- _Aim of the task_:
The response should be the data again, identical in every line.

- _Given entries_:
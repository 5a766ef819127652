use super::types::DatabaseContent;
use crate::error::Result;
use std::path::Path;

/// Parse a database document from a JSON file
pub fn parse_content(path: &Path) -> Result<DatabaseContent> {
    let content = std::fs::read_to_string(path)?;
    parse_content_str(&content)
}

/// Parse a database document from a JSON string
pub fn parse_content_str(content: &str) -> Result<DatabaseContent> {
    let content: DatabaseContent = serde_json::from_str(content)?;
    Ok(content)
}

/// Serialize a database document to pretty-printed JSON
pub fn content_to_string(content: &DatabaseContent) -> Result<String> {
    Ok(serde_json::to_string_pretty(content)?)
}

#[cfg(test)]
mod tests {
    use super::*;
    use crate::document::CellValue;
    use crate::schema::{Aggregation, FilterOperator, PropertyKind, PropertyType};

    const SAMPLE: &str = r##"{
        "properties": [
            { "id": "p-name", "name": "Name", "type": "text", "width": 240 },
            { "id": "p-status", "name": "Status", "type": "select",
              "options": [{ "id": "o-todo", "label": "Todo", "color": "#ef4444" }] },
            { "id": "p-bonus", "name": "Bonus", "type": "formula", "formulaExpression": "Score * 2" },
            { "id": "p-tasks", "name": "Tasks", "type": "relation",
              "relationConfig": { "databasePageId": "page-2", "direction": "back", "backRelationPropertyId": "p-owner" } },
            { "id": "p-total", "name": "Total", "type": "rollup",
              "rollupConfig": { "relationPropertyId": "p-tasks", "targetPropertyId": "p-hours", "aggregation": "percent_empty" } }
        ],
        "rows": [
            { "id": "r1", "cells": { "p-name": "A", "p-status": "o-todo" },
              "createdAt": "2024-01-01T00:00:00Z", "updatedAt": "2024-01-02T00:00:00Z" }
        ],
        "views": [
            { "id": "v1", "name": "Table", "type": "table",
              "filters": [{ "propertyId": "p-name", "operator": "startsWith", "value": "A" }],
              "config": { "groupByPropertyId": "p-status", "rowHeight": "tall" },
              "propertySummaries": { "p-name": "countValues" } }
        ]
    }"##;

    #[test]
    fn test_parse_content() {
        let content = parse_content_str(SAMPLE).unwrap();
        assert_eq!(content.properties.len(), 5);
        assert_eq!(content.properties[1].property_type(), PropertyType::Select);
        assert_eq!(content.properties[1].option_label("o-todo"), Some("Todo"));
        assert_eq!(content.properties[1].options()[0].color, "#ef4444");
        assert_eq!(
            content.properties[2].kind,
            PropertyKind::Formula {
                expression: "Score * 2".into()
            }
        );
        assert!(content.properties[3].is_back_relation());
        assert_eq!(
            content.properties[4].rollup_config().unwrap().aggregation,
            Aggregation::PercentEmpty
        );
        assert_eq!(content.rows[0].cell("p-name"), &CellValue::text("A"));
        assert_eq!(content.rows[0].cell("missing"), &CellValue::Null);
        assert_eq!(
            content.views[0].filters[0].operator,
            FilterOperator::Unknown("startsWith".into())
        );
    }

    #[test]
    fn test_round_trip_preserves_unknown_keys() {
        let content = parse_content_str(SAMPLE).unwrap();
        let json = content_to_string(&content).unwrap();
        let reparsed = parse_content_str(&json).unwrap();
        assert_eq!(content, reparsed);
        assert!(json.contains("\"width\": 240"));
        assert!(json.contains("\"rowHeight\": \"tall\""));
        assert!(json.contains("\"operator\": \"startsWith\""));
    }

    #[test]
    fn test_formula_without_expression_is_rejected() {
        let json = r#"{ "properties": [{ "id": "f", "name": "F", "type": "formula" }] }"#;
        let err = parse_content_str(json).unwrap_err();
        assert!(err.to_string().contains("formulaExpression"));
    }

    #[test]
    fn test_back_relation_requires_forward_property() {
        let json = r#"{ "properties": [{ "id": "b", "name": "B", "type": "relation",
            "relationConfig": { "databasePageId": "x", "direction": "back" } }] }"#;
        assert!(parse_content_str(json).is_err());
    }

    #[test]
    fn test_config_on_wrong_type_is_dropped() {
        let json = r#"{ "properties": [{ "id": "t", "name": "T", "type": "text",
            "formulaExpression": "1 + 1" }] }"#;
        let content = parse_content_str(json).unwrap();
        assert_eq!(content.properties[0].kind, PropertyKind::Text);
        assert!(!content_to_string(&content).unwrap().contains("formulaExpression"));
    }

    #[test]
    fn test_set_cell_rejects_computed_property() {
        let mut content = parse_content_str(SAMPLE).unwrap();
        let before = content.rows[0].updated_at;
        assert!(content.set_cell("r1", "p-bonus", CellValue::Number(1.0)).is_err());
        content.set_cell("r1", "p-name", CellValue::text("B")).unwrap();
        assert_eq!(content.rows[0].cell("p-name"), &CellValue::text("B"));
        assert!(content.rows[0].updated_at > before);
    }

    #[test]
    fn test_default_content() {
        let content = DatabaseContent::default();
        assert_eq!(content.properties.len(), 1);
        assert_eq!(content.title_property().unwrap().name, "Name");
        assert_eq!(content.views.len(), 1);
    }
}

- _Written response_:
repository 5a766ef819127652
use super::types::DatabaseContent;
use crate::error::Result;
use std::path::Path;

/// Parse a database document from a JSON file
pub fn parse_content(path: &Path) -> Result<DatabaseContent> {
    let content = std::fs::read_to_string(path)?;
    parse_content_str(&content)
}

/// Parse a database document from a JSON string
pub fn parse_content_str(content: &str) -> Result<DatabaseContent> {
    let content: DatabaseContent = serde_json::from_str(content)?;
    Ok(content)
}

/// Serialize a database document to pretty-printed JSON
pub fn content_to_string(content: &DatabaseContent) -> Result<String> {
    Ok(serde_json::to_string_pretty(content)?)
}

#[cfg(test)]
mod tests {
    use super::*;
    use crate::document::CellValue;
    use crate::schema::{Aggregation, FilterOperator, PropertyKind, PropertyType};

    const SAMPLE: &str = r##"{
        "properties": [
            { "id": "p-name", "name": "Name", "type": "text", "width": 240 },
            { "id": "p-status", "name": "Status", "type": "select",
              "options": [{ "id": "o-todo", "label": "Todo", "color": "#ef4444" }] },
            { "id": "p-bonus", "name": "Bonus", "type": "formula", "formulaExpression": "Score * 2" },
            { "id": "p-tasks", "name": "Tasks", "type": "relation",
              "relationConfig": { "databasePageId": "page-2", "direction": "back", "backRelationPropertyId": "p-owner" } },
            { "id": "p-total", "name": "Total", "type": "rollup",
              "rollupConfig": { "relationPropertyId": "p-tasks", "targetPropertyId": "p-hours", "aggregation": "percent_empty" } }
        ],
        "rows": [
            { "id": "r1", "cells": { "p-name": "A", "p-status": "o-todo" },
              "createdAt": "2024-01-01T00:00:00Z", "updatedAt": "2024-01-02T00:00:00Z" }
        ],
        "views": [
            { "id": "v1", "name": "Table", "type": "table",
              "filters": [{ "propertyId": "p-name", "operator": "startsWith", "value": "A" }],
              "config": { "groupByPropertyId": "p-status", "rowHeight": "tall" },
              "propertySummaries": { "p-name": "countValues" } }
        ]
    }"##;

    #[test]
    fn test_parse_content() {
        let content = parse_content_str(SAMPLE).unwrap();
        assert_eq!(content.properties.len(), 5);
        assert_eq!(content.properties[1].property_type(), PropertyType::Select);
        assert_eq!(content.properties[1].option_label("o-todo"), Some("Todo"));
        assert_eq!(content.properties[1].options()[0].color, "#ef4444");
        assert_eq!(
            content.properties[2].kind,
            PropertyKind::Formula {
                expression: "Score * 2".into()
            }
        );
        assert!(content.properties[3].is_back_relation());
        assert_eq!(
            content.properties[4].rollup_config().unwrap().aggregation,
            Aggregation::PercentEmpty
        );
        assert_eq!(content.rows[0].cell("p-name"), &CellValue::text("A"));
        assert_eq!(content.rows[0].cell("missing"), &CellValue::Null);
        assert_eq!(
            content.views[0].filters[0].operator,
            FilterOperator::Unknown("startsWith".into())
        );
    }

    #[test]
    fn test_round_trip_preserves_unknown_keys() {
        let content = parse_content_str(SAMPLE).unwrap();
        let json = content_to_string(&content).unwrap();
        let reparsed = parse_content_str(&json).unwrap();
        assert_eq!(content, reparsed);
        assert!(json.contains("\"width\": 240"));
        assert!(json.contains("\"rowHeight\": \"tall\""));
        assert!(json.contains("\"operator\": \"startsWith\""));
    }

    #[test]
    fn test_formula_without_expression_is_rejected() {
        let json = r#"{ "properties": [{ "id": "f", "name": "F", "type": "formula" }] }"#;
        let err = parse_content_str(json).unwrap_err();
        assert!(err.to_string().contains("formulaExpression"));
    }

    #[test]
    fn test_back_relation_requires_forward_property() {
        let json = r#"{ "properties": [{ "id": "b", "name": "B", "type": "relation",
            "relationConfig": { "databasePageId": "x", "direction": "back" } }] }"#;
        assert!(parse_content_str(json).is_err());
    }

    #[test]
    fn test_config_on_wrong_type_is_dropped() {
        let json = r#"{ "properties": [{ "id": "t", "name": "T", "type": "text",
            "formulaExpression": "1 + 1" }] }"#;
        let content = parse_content_str(json).unwrap();
        assert_eq!(content.properties[0].kind, PropertyKind::Text);
        assert!(!content_to_string(&content).unwrap().contains("formulaExpression"));
    }

    #[test]
    fn test_set_cell_rejects_computed_property() {
        let mut content = parse_content_str(SAMPLE).unwrap();
        let before = content.rows[0].updated_at;
        assert!(content.set_cell("r1", "p-bonus", CellValue::Number(1.0)).is_err());
        content.set_cell("r1", "p-name", CellValue::text("B")).unwrap();
        assert_eq!(content.rows[0].cell("p-name"), &CellValue::text("B"));
        assert!(content.rows[0].updated_at > before);
    }

    #[test]
    fn test_default_content() {
        let content = DatabaseContent::default();
        assert_eq!(content.properties.len(), 1);
        assert_eq!(content.title_property().unwrap().name, "Name");
        assert_eq!(content.views.len(), 1);
    }
}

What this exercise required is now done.